Когда сцена под его ногами стала угрожающе двигаться, Данька поспешил к выходу.
Что он видел дальше, то видел и весь Качибей.
Лёгкими спичками осыпались с оперы строительные леса. Задрожала земля, из-под здания повалил дым.
Потом медленно, как во сне, та часть крыши оперы, что была над сценой, разделилась на лепестки. Этого с улицы никто не мог рассмотреть, но слышен был лязг и грохот жуткий. Уже собралась огромная толпа самых бесстрашных и любопытных существ в мире – качибейских зевак. Пахло гарью, качибейцы охали и свистели, иностранцы тоже что-то щебетали на своём птичьем языке, хохлушки крестились, поминая попеременно то бога, то чёрта. Беспризорники, не теряя времени, таскали кошельки.
Со скрежетом выдвинулась вверх и возвысилась над Качибеем ракета Туманского. Включились вдруг рупоры на столбах и стали передавать на весь Качибей голос Соломона.
А Соломон пел:
На Садовой Беня жил,
Беня мать свою любил.
Если есть у Бени мать,
Значит, есть куда послать.
– Хоть бы что приличное, – возмутился какой-то интеллигент, но был зацыкан окружающими.

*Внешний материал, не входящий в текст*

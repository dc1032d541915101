//! Values held in the data pool
//!
//! Interfaces exchange scalars, text, numeric series (one entry per sea
//! state, time step or device) and coordinate layouts. The store never looks
//! inside a value; it only hands out references to it.

use serde::{Deserialize, Serialize};
use std::fmt;

/// Easting, northing and depth of one position in metres
#[derive(Debug, Clone, Copy, PartialEq, Default, Serialize, Deserialize)]
pub struct Point {
    pub x: f64,
    pub y: f64,
    pub z: f64,
}

impl Point {
    pub fn new(x: f64, y: f64, z: f64) -> Self {
        Self { x, y, z }
    }

    /// Horizontal distance to another point
    pub fn distance_2d(&self, other: &Point) -> f64 {
        (self.x - other.x).hypot(self.y - other.y)
    }
}

/// A value produced or consumed by an interface
#[derive(Debug, Clone, PartialEq, Default, Serialize, Deserialize)]
pub enum Value {
    #[default]
    Null,
    Bool(bool),
    Int(i64),
    Float(f64),
    Text(String),
    /// Numeric series, indexed by position
    Series(Vec<f64>),
    /// Positions, such as device or anchor locations
    Layout(Vec<Point>),
}

impl Value {
    /// Scalar as a float, integers widen
    pub fn as_float(&self) -> Option<f64> {
        match self {
            Value::Float(f) => Some(*f),
            Value::Int(i) => Some(*i as f64),
            _ => None,
        }
    }

    pub fn as_str(&self) -> Option<&str> {
        match self {
            Value::Text(s) => Some(s),
            _ => None,
        }
    }

    pub fn as_series(&self) -> Option<&[f64]> {
        match self {
            Value::Series(series) => Some(series),
            _ => None,
        }
    }

    pub fn as_layout(&self) -> Option<&[Point]> {
        match self {
            Value::Layout(points) => Some(points),
            _ => None,
        }
    }
}

impl fmt::Display for Value {
    fn fmt(&self, f: &mut fmt::Formatter<'_>) -> fmt::Result {
        match self {
            Value::Null => f.write_str("-"),
            Value::Bool(b) => write!(f, "{}", b),
            Value::Int(i) => write!(f, "{}", i),
            Value::Float(x) => write!(f, "{}", x),
            Value::Text(s) => f.write_str(s),
            Value::Series(series) => match series.as_slice() {
                [] => f.write_str("series(empty)"),
                [first, .., last] => {
                    write!(f, "series({} values, {}..{})", series.len(), first, last)
                }
                [only] => write!(f, "series({})", only),
            },
            Value::Layout(points) => write!(f, "layout({} points)", points.len()),
        }
    }
}

impl From<bool> for Value {
    fn from(b: bool) -> Self {
        Value::Bool(b)
    }
}

impl From<i64> for Value {
    fn from(i: i64) -> Self {
        Value::Int(i)
    }
}

impl From<i32> for Value {
    fn from(i: i32) -> Self {
        Value::Int(i64::from(i))
    }
}

impl From<f64> for Value {
    fn from(f: f64) -> Self {
        Value::Float(f)
    }
}

impl From<String> for Value {
    fn from(s: String) -> Self {
        Value::Text(s)
    }
}

impl From<&str> for Value {
    fn from(s: &str) -> Self {
        Value::Text(s.to_string())
    }
}

impl From<Vec<f64>> for Value {
    fn from(series: Vec<f64>) -> Self {
        Value::Series(series)
    }
}

impl From<Vec<Point>> for Value {
    fn from(points: Vec<Point>) -> Self {
        Value::Layout(points)
    }
}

Ой, лимончики, вы мои лимончики…
Толпа дрогнула, заволновалась. Здание оперы и площадь перед ним трясло уже нешуточно.
Вы растёте не в моём саду…
Замер весь город. Перестали плакать младенцы, умолкли птицы, остановились трамваи. Застыли в воздухе дирижабли, оборвались нестройные голоса патефонов. Где-то далеко, в балтском направлении захлебнулись и утихли коммунарские орудия, штурмовавшие подступы к Качибею. Люди забыли дышать.
И тут грохнуло.
Нечеловеческий звук прошёл такой волной, что отступил прибой по всему качибейскому побережью. Чёрный дым сплошным покрывалом накрыл Качибей, и город пропал, растворился во тьме.
Кажется, прошла вечность, прежде чем дым рассеялся.
Оглушённые, чёрные от сажи, красными глазами смотрели люди на руины, бывшие только что оперой. Один только Данька смотрел в небо, с которого сыпал серый пепел.
«Так. Во первых меня зовут Марик и ни каких вариантов.
Бабушка инагда зовёт меня Марочкой. Звучит наркомански и я угораю когда Ба так говорит. Одно временно меня выбешивает, что Марочка звучит как Ларочка. Девчачье имя.